ACST-2 randomizes patients to either carotid artery stenting or carotid endarterectomy and follows the ACST-1 trial that compared carotid endarterectomy with medical management. How is ACST-2 proceeding, and when do you anticipate the next data update?

ACST-2 is going very well, with more than 3,350 patients currently randomized. We anticipate completing recruitment of more than 3,600 patients by early 2020 and reporting 5-year outcomes by September 2021.

How would you contextualize ACST-2 in the overall carotid artery stenting trial landscape?

ACST-2 is potentially the largest trial of carotid procedures in the world. It is noncommercial and collaborators can use their preferred choice of stents and cerebral protection devices—although all devices must have CE Mark approval. This enables us to broadly compare stenting techniques, as well as anesthetic, patching, and shunting practices used by our collaborators. Because the trial is so large, it will provide much of the evidence for planned future meta-analyses.

Outside of the trial setting, what are your own protocols for optimal medical therapy in patients with symptomatic and asymptomatic carotid stenosis both periprocedurally and during long-term follow-up?
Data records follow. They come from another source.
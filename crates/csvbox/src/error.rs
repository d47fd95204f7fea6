use thiserror::Error;

use crate::Position;

/// The character source failed while the tokenizer was reading from it.
///
/// This is the only error the tokenizer returns. Malformed CSV is recorded as
/// a warning in the tokenizer's diagnostics instead.
#[derive(Error, Debug, PartialEq)]
#[error("read error: {source} at {line}:{column}")]
pub struct TokenizerError<E> {
    #[source]
    pub(crate) source: E,
    /// Line of the character that could not be read.
    pub line: usize,
    /// Column of the character that could not be read.
    pub column: usize,
}

impl<E> TokenizerError<E> {
    pub(crate) fn new(source: E, at: Position) -> Self {
        Self {
            source,
            line: at.line,
            column: at.column,
        }
    }

    /// The error reported by the character source.
    pub fn source_error(&self) -> &E {
        &self.source
    }

    /// Unwraps the error reported by the character source.
    pub fn into_source(self) -> E {
        self.source
    }
}
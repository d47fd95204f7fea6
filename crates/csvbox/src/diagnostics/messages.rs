use super::DiagnosticCode;

/// Message text for every [`DiagnosticCode`], in one language.
///
/// Each code is a required field, so a table that is missing a message does
/// not compile.
///
/// ```rust
/// use csvbox::{Diagnostics, MessageTable};
///
/// static DE: MessageTable = MessageTable {
///     language: "de-DE",
///     io: "Ein-/Ausgabefehler",
///     unexpected_character: "Unerwartetes Zeichen",
/// };
///
/// let mut diagnostics = Diagnostics::new();
/// diagnostics.set_messages(&DE);
/// assert_eq!(diagnostics.messages().language, "de-DE");
/// ```
#[derive(Debug, Clone, Copy, PartialEq, Eq)]
pub struct MessageTable {
    /// Language tag, e.g. `en-US`.
    pub language: &'static str,
    /// Text for [`DiagnosticCode::Io`].
    pub io: &'static str,
    /// Text for [`DiagnosticCode::UnexpectedCharacter`].
    pub unexpected_character: &'static str,
}

impl MessageTable {
    /// The built-in English table.
    pub const EN_US: MessageTable = MessageTable {
        language: "en-US",
        io: "IOException",
        unexpected_character: "Unexpected character",
    };

    /// Looks up the message for `code`.
    #[must_use]
    pub fn message(&self, code: DiagnosticCode) -> &'static str {
        match code {
            DiagnosticCode::Io => self.io,
            DiagnosticCode::UnexpectedCharacter => self.unexpected_character,
        }
    }
}

impl Default for MessageTable {
    fn default() -> Self {
        Self::EN_US
    }
}
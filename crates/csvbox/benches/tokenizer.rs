//! Benchmark – `csvbox::Tokenizer`
#![allow(missing_docs)]

use std::time::Duration;

use criterion::{BenchmarkId, Criterion, Throughput, black_box, criterion_group, criterion_main};
use csvbox::{IterSource, ReaderSource, StrSource, Tokenizer, encode_record};

/// Produce a *deterministic* document of `rows` records. Every fourth field is
/// quoted with an embedded delimiter and every tenth line carries a box
/// comment, so all the interesting states of the tokenizer are visited.
fn make_csv_payload(rows: usize) -> String {
    let mut s = String::new();
    for row in 0..rows {
        let fields = [
            row.to_string(),
            format!("name {row}"),
            if row % 4 == 0 {
                format!("Doe, \"J\" {row}")
            } else {
                format!("plain {row}")
            },
            "  padded".to_owned(),
        ];
        let mut line = encode_record(&fields, ',');
        if row % 10 == 0 {
            line.insert_str(0, "/* section marker */");
        }
        s.push_str(&line);
    }
    s
}

/// Tokenize `payload` to the end and return the number of fields so the
/// result can be black-boxed by Criterion.
fn run_tokenizer<S: csvbox::CharSource>(mut source: S) -> usize
where
    S::Error: std::fmt::Debug,
{
    let mut tokenizer = Tokenizer::default();
    let mut produced = 0usize;
    while !tokenizer.is_end_of_stream() {
        let field = tokenizer.next_token(&mut source).unwrap();
        produced += field.len();
    }
    produced
}

fn bench_tokenizer(c: &mut Criterion) {
    let mut group = c.benchmark_group("tokenizer_sources");

    for &rows in &[100usize, 1_000, 10_000] {
        let payload = make_csv_payload(rows);
        group.throughput(Throughput::Bytes(payload.len() as u64));

        group.bench_with_input(BenchmarkId::new("str", rows), &payload, |b, p| {
            b.iter(|| black_box(run_tokenizer(StrSource::new(black_box(p)))));
        });
        group.bench_with_input(BenchmarkId::new("iter", rows), &payload, |b, p| {
            b.iter(|| black_box(run_tokenizer(IterSource::new(black_box(p).chars()))));
        });
        group.bench_with_input(BenchmarkId::new("reader", rows), &payload, |b, p| {
            b.iter(|| black_box(run_tokenizer(ReaderSource::new(black_box(p).as_bytes()))));
        });
    }
    group.finish();
}

fn bench_records(c: &mut Criterion) {
    let payload = make_csv_payload(1_000);
    c.bench_function("records_1000", |b| {
        b.iter(|| {
            let mut tokenizer = Tokenizer::default();
            let count = tokenizer
                .records(StrSource::new(black_box(&payload)))
                .map(Result::unwrap)
                .count();
            black_box(count);
        });
    });
}

fn criterion() -> Criterion {
    let mut c = Criterion::default();
    if cfg!(feature = "bench-fast") {
        c = c
            .warm_up_time(Duration::from_millis(10))
            .measurement_time(Duration::from_millis(100))
            .sample_size(10);
    } else {
        c = c
            .warm_up_time(Duration::from_secs(3))
            .measurement_time(Duration::from_secs(5));
    }
    c
}

criterion_group! { name = benches; config = criterion(); targets = bench_tokenizer, bench_records }
criterion_main!(benches);
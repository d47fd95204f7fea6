//! Pull-based character sources feeding the tokenizer.

use core::{convert::Infallible, iter::Fuse, str::Chars};

/// A sequence of characters read one at a time.
///
/// `Ok(None)` marks the end of input. Once a source has returned `Ok(None)`
/// it must keep doing so.
pub trait CharSource {
    /// The error raised when the next character cannot be read.
    type Error;

    /// Reads the next character.
    ///
    /// # Errors
    ///
    /// Returns the source's own error if reading fails.
    fn next_char(&mut self) -> Result<Option<char>, Self::Error>;
}

impl<S: CharSource + ?Sized> CharSource for &mut S {
    type Error = S::Error;

    fn next_char(&mut self) -> Result<Option<char>, Self::Error> {
        (**self).next_char()
    }
}

/// Reads the characters of a string slice.
#[derive(Debug, Clone)]
pub struct StrSource<'a> {
    chars: Chars<'a>,
}

impl<'a> StrSource<'a> {
    /// Creates a source over `text`.
    #[must_use]
    pub fn new(text: &'a str) -> Self {
        Self { chars: text.chars() }
    }

    /// The part of the text not read yet.
    #[must_use]
    pub fn remaining(&self) -> &'a str {
        self.chars.as_str()
    }
}

impl CharSource for StrSource<'_> {
    type Error = Infallible;

    fn next_char(&mut self) -> Result<Option<char>, Infallible> {
        Ok(self.chars.next())
    }
}

/// Reads characters from any iterator.
#[derive(Debug, Clone)]
pub struct IterSource<I> {
    iter: Fuse<I>,
}

impl<I: Iterator<Item = char>> IterSource<I> {
    /// Creates a source over `iter`.
    pub fn new(iter: impl IntoIterator<IntoIter = I>) -> Self {
        Self {
            iter: iter.into_iter().fuse(),
        }
    }
}

impl<I: Iterator<Item = char>> CharSource for IterSource<I> {
    type Error = Infallible;

    fn next_char(&mut self) -> Result<Option<char>, Infallible> {
        Ok(self.iter.next())
    }
}

#[cfg(feature = "std")]
pub use reader::ReaderSource;

#[cfg(feature = "std")]
mod reader {
    use std::{
        boxed::Box,
        io::{self, Read},
        vec,
    };

    use super::CharSource;

    const BUFFER_SIZE: usize = 8 * 1024;

    /// Decodes UTF-8 from a [`Read`] implementation.
    ///
    /// Invalid byte sequences decode as U+FFFD. Reads interrupted by a signal
    /// are retried; any other I/O error is returned to the caller.
    ///
    /// ```rust
    /// use csvbox::{ReaderSource, Tokenizer};
    ///
    /// let input: &[u8] = b"a,b\n";
    /// let mut tokenizer = Tokenizer::default();
    /// let mut source = ReaderSource::new(input);
    /// assert_eq!(tokenizer.next_token(&mut source).unwrap(), "a");
    /// assert_eq!(tokenizer.next_token(&mut source).unwrap(), "b");
    /// assert!(tokenizer.is_end_of_line());
    /// ```
    #[derive(Debug)]
    pub struct ReaderSource<R> {
        reader: R,
        buf: Box<[u8]>,
        start: usize,
        end: usize,
        eof: bool,
    }

    impl<R: Read> ReaderSource<R> {
        /// Creates a source reading from `reader`.
        pub fn new(reader: R) -> Self {
            Self::with_capacity(BUFFER_SIZE, reader)
        }

        /// Creates a source with a read buffer of `capacity` bytes.
        ///
        /// The capacity is raised to 4 bytes if smaller, so that any UTF-8
        /// sequence fits.
        pub fn with_capacity(capacity: usize, reader: R) -> Self {
            Self {
                reader,
                buf: vec![0; capacity.max(4)].into_boxed_slice(),
                start: 0,
                end: 0,
                eof: false,
            }
        }

        /// Unwraps the underlying reader. Buffered bytes are lost.
        pub fn into_inner(self) -> R {
            self.reader
        }

        fn fill(&mut self) -> io::Result<()> {
            self.buf.copy_within(self.start..self.end, 0);
            self.end -= self.start;
            self.start = 0;
            loop {
                match self.reader.read(&mut self.buf[self.end..]) {
                    Ok(0) => {
                        self.eof = true;
                        return Ok(());
                    }
                    Ok(n) => {
                        self.end += n;
                        return Ok(());
                    }
                    Err(e) if e.kind() == io::ErrorKind::Interrupted => {}
                    Err(e) => return Err(e),
                }
            }
        }
    }

    impl<R: Read> CharSource for ReaderSource<R> {
        type Error = io::Error;

        fn next_char(&mut self) -> io::Result<Option<char>> {
            loop {
                let pending = &self.buf[self.start..self.end];
                if pending.is_empty() && self.eof {
                    return Ok(None);
                }
                let (ch, size) = bstr::decode_utf8(pending);
                match ch {
                    Some(c) => {
                        self.start += size;
                        return Ok(Some(c));
                    }
                    // Empty, or a sequence cut off by the end of the buffer.
                    None if !self.eof && size == pending.len() => self.fill()?,
                    None => {
                        self.start += size.max(1);
                        return Ok(Some(char::REPLACEMENT_CHARACTER));
                    }
                }
            }
        }
    }

}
We follow the guidelines published by the European Society for Vascular Surgery (ESVS),1 which include healthy diet, smoking cessation, physical activity, low-dose aspirin or clopidogrel (if aspirin intolerant), statin therapy, and blood pressure control as well as strict diabetes control. Additionally, in symptomatic patients, other antiplatelet regimens can be useful. If the patient is undergoing stenting, we utilize dual antiplatelet therapy.

What were the biggest changes enacted as set forth in the 2017 ESVS guidelines on the management of atherosclerotic carotid and vertebral artery disease?1 What are the most significant questions left unanswered and require further research?

A very large question! We discussed this in depth within the guidelines (see page 57), but the updates include lowering acceptable limits for perioperative complications because older trials are now outdated. Future research questions involve identifying factors for high risk in asymptomatic stroke patients and determining the contribution of carotid disease to dementia.

How would you briefly dichotomize the ideal applications of randomized controlled trials (RCTs) versus registries?

RCTs are often controlled to answer a single question, and the randomization process ensures that other patient characteristics are equal in the groups being studied. Registries, on the other hand, provide a picture of practice within a country or group of physicians. If registries are voluntary, they may well be biased; if compulsory, they can provide a fuller picture of practice. However, registries often don't have long-term follow-up unless it is mandated, such as in some device registries. Where durability of a procedure is under scrutiny, RCTs are likely to have long-term follow-up.

How has the global clinical trial landscape changed since you first began work as a trialist?

There is much more regulation! Trials are more expensive to run, so new methods of randomization can help reduce the difficulties of recruiting adequate numbers of patients. For example, in SWEDEPAD, the Swedish Vascular Registry includes all cases and offers an opportunity to randomize the use of drug-eluting versus plain angioplasty devices at the point of treatment.

What advice would you give to those entering the field of vascular surgery who wish to follow a similar career path as yours, which is split between clinical work and research investigation?

Enjoy it! It's very interesting, as well as being a great way to meet others and appreciate differences between different countries' practices. Certainly, clinical work can be enough to fill a busy life, but research provides a wonderful way to ask questions and involve others who agree that these questions are important. It can be difficult to have papers or grant applications rejected, but even more fulfilling when they eventually succeed and especially if the research question changes practice. Currently, academic career pathways are offered in the United Kingdom, but it is not essential to start so early if you find that research becomes an interest after training.

1. Naylor AR, Ricco JB, de Borst GJ, et al. Management of atherosclerotic carotid and vertebral artery disease: 2017 clinical practice guidelines of the European Society for Vascular Surgery (ESVS). Eur J Vasc Endovasc Surg. 2018;55:3-81.

Alison Halliday, MD
Professor of Vascular Surgery
Nuffield Department of Surgical Sciences
John Radcliffe Hospital
Headington, Oxford, United Kingdom
alison.halliday@nds.ox.ac.uk
Disclosures: Research funded by the National Institute for Health Research, Oxford Biomedical Research Centre.